For more then a decade, the Advocate Safehouse Project has been bringing the LUNAFEST to Glenwood Springs and the lower Roaring Fork Valley.
“I think it’s really great bringing in the festival, giving that extra element of experience that is not necessarily mainstream,” Community Education Advocate Sarah Buckley said. “They make you think, pulling on an element of something in you.”
Featuring short films, made by, for and about women, the film festival, which was started by the makers of the Luna Bar in 2000, celebrates and showcases women in film.
The first all-women’s film festival travels to 175 cities across the nation, and has been coming to Glenwood Springs for the last 11 years.
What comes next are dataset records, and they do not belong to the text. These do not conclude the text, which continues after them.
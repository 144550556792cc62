//! HTTP probe against workload endpoints.
//!
//! Opens a plain TCP connection, performs an HTTP/1.1 handshake with hyper,
//! and issues a single GET. The whole exchange is bounded by `timeout`.

use std::time::{Duration, Instant};

use http::Uri;
use tracing::debug;

use crate::error::{GatewayError, GatewayResult};
use crate::gateway::ProbeOutcome;

/// GET `url` and report the status code and latency.
///
/// Returns `Transient` if the connection fails, the handshake fails, or the
/// deadline passes; a response of any status is `Ok`.
pub async fn http_probe(url: &str, timeout: Duration) -> GatewayResult<ProbeOutcome> {
    let uri: Uri = url
        .parse()
        .map_err(|e| GatewayError::Permanent(format!("invalid probe url {url:?}: {e}")))?;
    let host = uri
        .host()
        .ok_or_else(|| GatewayError::Permanent(format!("probe url {url:?} has no host")))?
        .to_string();
    let port = uri.port_u16().unwrap_or(80);
    let address = format!("{host}:{port}");
    let path = uri
        .path_and_query()
        .map(|p| p.as_str().to_string())
        .unwrap_or_else(|| "/".to_string());

    let started = Instant::now();

    let result = tokio::time::timeout(timeout, async {
        let stream = tokio::net::TcpStream::connect(&address).await.map_err(|e| {
            debug!(error = %e, %url, "probe connection failed");
            GatewayError::Transient(format!("connect {address}: {e}"))
        })?;

        let io = hyper_util::rt::TokioIo::new(stream);
        let (mut sender, conn) = hyper::client::conn::http1::handshake(io).await.map_err(|e| {
            debug!(error = %e, %url, "probe handshake failed");
            GatewayError::Transient(format!("handshake {address}: {e}"))
        })?;

        // Drive the connection in the background.
        tokio::spawn(async move {
            let _ = conn.await;
        });

        let req = http::Request::builder()
            .method("GET")
            .uri(&path)
            .header("host", &address)
            .header("user-agent", "rollguard-probe/0.1")
            .body(http_body_util::Empty::<bytes::Bytes>::new())
            .map_err(|e| GatewayError::Permanent(format!("build probe request: {e}")))?;

        let resp = sender.send_request(req).await.map_err(|e| {
            debug!(error = %e, %url, "probe request failed");
            GatewayError::Transient(format!("request {url}: {e}"))
        })?;

        Ok::<u16, GatewayError>(resp.status().as_u16())
    })
    .await;

    match result {
        Ok(Ok(status)) => {
            let latency = started.elapsed();
            if !(200..300).contains(&status) {
                debug!(status, %url, "probe non-2xx");
            }
            Ok(ProbeOutcome { status, latency })
        }
        Ok(Err(e)) => Err(e),
        Err(_) => {
            debug!(%url, "probe timed out");
            Err(GatewayError::Transient(format!(
                "probe {url} timed out after {}ms",
                timeout.as_millis()
            )))
        }
    }
}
Evolving over the years, the festival was originally tied to the breast cancer fund. For the second year, LUNAFEST has partnered with Chicken and Egg Picture, a nonprofit organization which provides mentorship and financial support to female nonfiction filmmakers.
Buckley says organizers started bringing the event to the Valley to help raise money for the Advocate Safehouse Project, and also to bring more arts to the Western Slope.
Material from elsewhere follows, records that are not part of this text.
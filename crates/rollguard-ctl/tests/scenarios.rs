//! End-to-end scenarios driven through the orchestrator against the
//! in-memory cluster.

use std::sync::Arc;
use std::time::Duration;

use rollguard_cluster::{
    ClusterGateway, FakeCluster, FakeOp, GatewayError, deployment_manifest, manifest,
    service_manifest,
};
use rollguard_core::{
    AutoRollback, Component, ComponentStatus, DeploymentState, OutcomeStatus, PhaseStatus,
    RollbackRequest, RollbackTarget, RollbackType, RollguardConfig, StrategyKind, epoch_millis,
};
use rollguard_ctl::cluster_lease::EXPIRES_AT;
use rollguard_ctl::{DeployRequest, MonitorReport, Orchestrator, OrchestratorError};
use rollguard_rollback::FixedAnswer;
use rollguard_state::{HistoryEntry, LeaseError, LeaseRegistry, StateStore};
use serde_json::{Value, json};
use tokio::sync::watch;

struct Harness {
    fake: Arc<FakeCluster>,
    orchestrator: Orchestrator,
    _dir: tempfile::TempDir,
}

fn config() -> RollguardConfig {
    let mut config = RollguardConfig::default();
    config.namespace = "prod".to_string();
    config.workload.app = "api".to_string();
    config.health.max_attempts = 3;
    config.rollout.lease_attempts = 2;
    config.rollout.lease_backoff = "1s".to_string();
    config.triggers.monitoring_interval = "60s".to_string();
    config.database.enabled = false;
    config
}

fn harness(config: RollguardConfig, fake: Arc<FakeCluster>) -> Harness {
    let dir = tempfile::tempdir().unwrap();
    let orchestrator = Orchestrator::new(
        config,
        fake.clone(),
        StateStore::open_in_memory().unwrap(),
        dir.path().join("backups"),
        Arc::new(FixedAnswer(true)),
    )
    .with_holder("test");
    Harness {
        fake,
        orchestrator,
        _dir: dir,
    }
}

fn rolling_cluster() -> Arc<FakeCluster> {
    let fake = Arc::new(FakeCluster::new());
    fake.seed(deployment_manifest("prod", "api", "api", "api:v1", 2, &[("app", "api")]));
    fake
}

fn labelled(name: &str, component: &str, data: &str) -> Value {
    json!({
        "apiVersion": "v1",
        "kind": "ConfigMap",
        "metadata": {
            "name": name,
            "namespace": "prod",
            "labels": {"rollguard.io/component": component},
        },
        "data": {"value": data},
    })
}

fn image(fake: &FakeCluster, name: &str) -> String {
    let object = fake.object("deployment", "prod", name).unwrap();
    manifest::container_image(&object, "api")
        .unwrap_or_default()
        .to_string()
}

#[tokio::test(start_paused = true)]
async fn rolling_deploy_succeeds() {
    let (_tx, shutdown) = watch::channel(false);
    let h = harness(config(), rolling_cluster());
    let request = DeployRequest::new(h.orchestrator.config(), "api:v2");

    let report = h.orchestrator.deploy(&request, shutdown).await.unwrap();

    let d = &report.deployment;
    assert_eq!(d.final_state, DeploymentState::Succeeded);
    assert_eq!(d.rollback, AutoRollback::NotApplicable);
    assert_eq!(d.phases.len(), 2);
    assert!(d.phases.iter().all(|p| p.status == PhaseStatus::Completed));
    assert_eq!(report.status(), OutcomeStatus::Success);
    assert!(report.monitor.is_none());
    assert_eq!(image(&h.fake, "api"), "api:v2");

    let history = h.orchestrator.history(10).unwrap();
    assert!(matches!(
        &history[..],
        [HistoryEntry::Deployment { outcome, .. }] if outcome.id == d.id
    ));
}

#[tokio::test(start_paused = true)]
async fn blue_green_gate_failure_keeps_traffic_on_blue() {
    let (_tx, shutdown) = watch::channel(false);
    let fake = Arc::new(FakeCluster::new());
    fake.seed(deployment_manifest(
        "prod",
        "api-blue",
        "api",
        "api:v1",
        2,
        &[("app", "api"), ("color", "blue")],
    ));
    fake.seed(service_manifest("prod", "api", &[("app", "api"), ("color", "blue")]));
    fake.set_healthy("api-green", false);
    let h = harness(config(), fake);
    let mut request = DeployRequest::new(h.orchestrator.config(), "api:v2");
    request.strategy = StrategyKind::BlueGreen;

    let report = h.orchestrator.deploy(&request, shutdown).await.unwrap();

    let d = &report.deployment;
    assert_eq!(d.final_state, DeploymentState::Failed);
    assert_eq!(d.failed_phase.as_deref(), Some("health_gate"));
    assert_eq!(d.rollback, AutoRollback::NotRequired);
    let svc = h.fake.object("service", "prod", "api").unwrap();
    assert_eq!(svc["spec"]["selector"]["color"], "blue");
    assert!(h.fake.object("deployment", "prod", "api-green").is_none());
    assert!(h.fake.object("deployment", "prod", "api-blue").is_some());
}

#[tokio::test(start_paused = true)]
async fn failed_rolling_update_is_rolled_back() {
    let (_tx, shutdown) = watch::channel(false);
    let fake = rolling_cluster();
    fake.inject(
        "rollout_status",
        [GatewayError::Permanent("deadline exceeded for api".to_string())],
    );
    let h = harness(config(), fake);
    let request = DeployRequest::new(h.orchestrator.config(), "api:v2");

    let report = h.orchestrator.deploy(&request, shutdown).await.unwrap();

    let d = &report.deployment;
    assert_eq!(d.failed_phase.as_deref(), Some("await_rollout"));
    let AutoRollback::Attempted { outcome } = &d.rollback else {
        panic!("expected a rollback, got {:?}", d.rollback);
    };
    assert_eq!(outcome.rollback_type, RollbackType::Application);
    assert_eq!(outcome.status, OutcomeStatus::Success);
    assert!(outcome.pre_rollback_backup.is_some());
    assert_eq!(d.final_state, DeploymentState::RolledBack);
    assert_eq!(image(&h.fake, "api"), "api:v1");

    let mut kinds: Vec<&str> = h
        .orchestrator
        .history(10)
        .unwrap()
        .iter()
        .map(|e| match e {
            HistoryEntry::Deployment { .. } => "deployment",
            HistoryEntry::Rollback { .. } => "rollback",
        })
        .collect();
    kinds.sort();
    assert_eq!(kinds, ["deployment", "rollback"]);
}

#[tokio::test(start_paused = true)]
async fn disabled_hook_leaves_the_failure_in_place() {
    let (_tx, shutdown) = watch::channel(false);
    let fake = rolling_cluster();
    fake.inject("rollout_status", [GatewayError::Permanent("boom".to_string())]);
    let h = harness(config(), fake);
    let mut request = DeployRequest::new(h.orchestrator.config(), "api:v2");
    request.rollback_on_failure = false;

    let report = h.orchestrator.deploy(&request, shutdown).await.unwrap();

    assert_eq!(report.deployment.rollback, AutoRollback::Disabled);
    assert_eq!(report.deployment.final_state, DeploymentState::Failed);
    assert_eq!(image(&h.fake, "api"), "api:v2");
    assert!(!h.fake.ops().iter().any(|op| matches!(op, FakeOp::Undo { .. })));
}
“The idea of is to have this festival that focuses on the underdog or minority, and that’s also very focused on our movement of trying to help people move forward and feel empowered as well,” Buckley said.
Advocate Safehouse Project provides services to survivors of domestic violence and sexual assault in Garfield County. The nonprofit organization works to empower and improve survivors lives, through safe housing and education.
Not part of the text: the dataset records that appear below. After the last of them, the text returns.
//! Rollout failures.

use std::time::Duration;

use rollguard_cluster::GatewayError;
use rollguard_state::LeaseError;
use thiserror::Error;

/// Why a phase failed.
#[derive(Debug, Clone, Error, PartialEq)]
pub enum FailureCause {
    #[error(transparent)]
    Gateway(#[from] GatewayError),

    #[error("{workload} did not finish rolling out within {timeout:?}")]
    RolloutTimeout { workload: String, timeout: Duration },

    #[error("{target} not ready after {attempts} health checks")]
    HealthGate { target: String, attempts: u32 },

    #[error("canary check failed: {0}")]
    CanaryCheck(String),

    #[error("cancelled")]
    Cancelled,
}

/// A phase transition that failed; fatal to the deployment.
#[derive(Debug, Clone, Error, PartialEq)]
#[error("phase {phase} failed: {cause}")]
pub struct PhaseFailure {
    pub phase: String,
    #[source]
    pub cause: FailureCause,
}

#[derive(Debug, Clone, Error, PartialEq)]
pub enum RolloutError {
    #[error(transparent)]
    Lease(#[from] LeaseError),

    #[error(transparent)]
    Phase(#[from] PhaseFailure),
}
“We view it as an everyone issue, because it can happen to everyone and everybody is touched by it in some way,” Buckley added.
The film festival helps promote and empower women, helping them step into realms that are mostly male-dominated.
“It adds a depth to curiousness, with films showing elements of social climate or current concerns, and even individual concerns we can have here in the area,” Buckley said.
Eight short films ranging in length from 3 to 17 minutes will be shown at this year’s festival, held Saturday at the Hotel Colorado in Glenwood Springs.
The films include “Flip the Record,” “The Final Show,” “My Immigrant Story,” “War Paint,” “Drummer Girl,” “Are We Good Parents?,” “Today, Tomorrow, Yesterday,” and “Ur Dead To Me.”
With shows traditionally at 5 p.m. and 7:30 p.m., Buckley says organizers are excited to add a matinee show at 2:30 p.m. this year.
“We are hoping with the matinee we will be able to reach a broader audience,” Buckley said.
Unlike year’s passed, directors for each individual film recorded an introduction for each film.
“I really like that, this year, the director tells us a little about where they were coming from when they wrote the piece. Hearing their passion on the topic, in their own voice, helps bring and extra level of the film out,” Buckley added
Tickets for the event are $20 in advance and $25 at the door; they can be purchased locally at Treadz in Glenwood Springs, Susan’s Flowers in Carbondale and Midland Art Company in Rifle.
Tickets and more information about LUNAFEST is available at lunafest.org
All the proceeds from the local event go to support Advocate Safehouse Project.
“I think everybody can connect with this film festival in some way or another,” Buckley said. “It has a little bit of something in it for everybody.”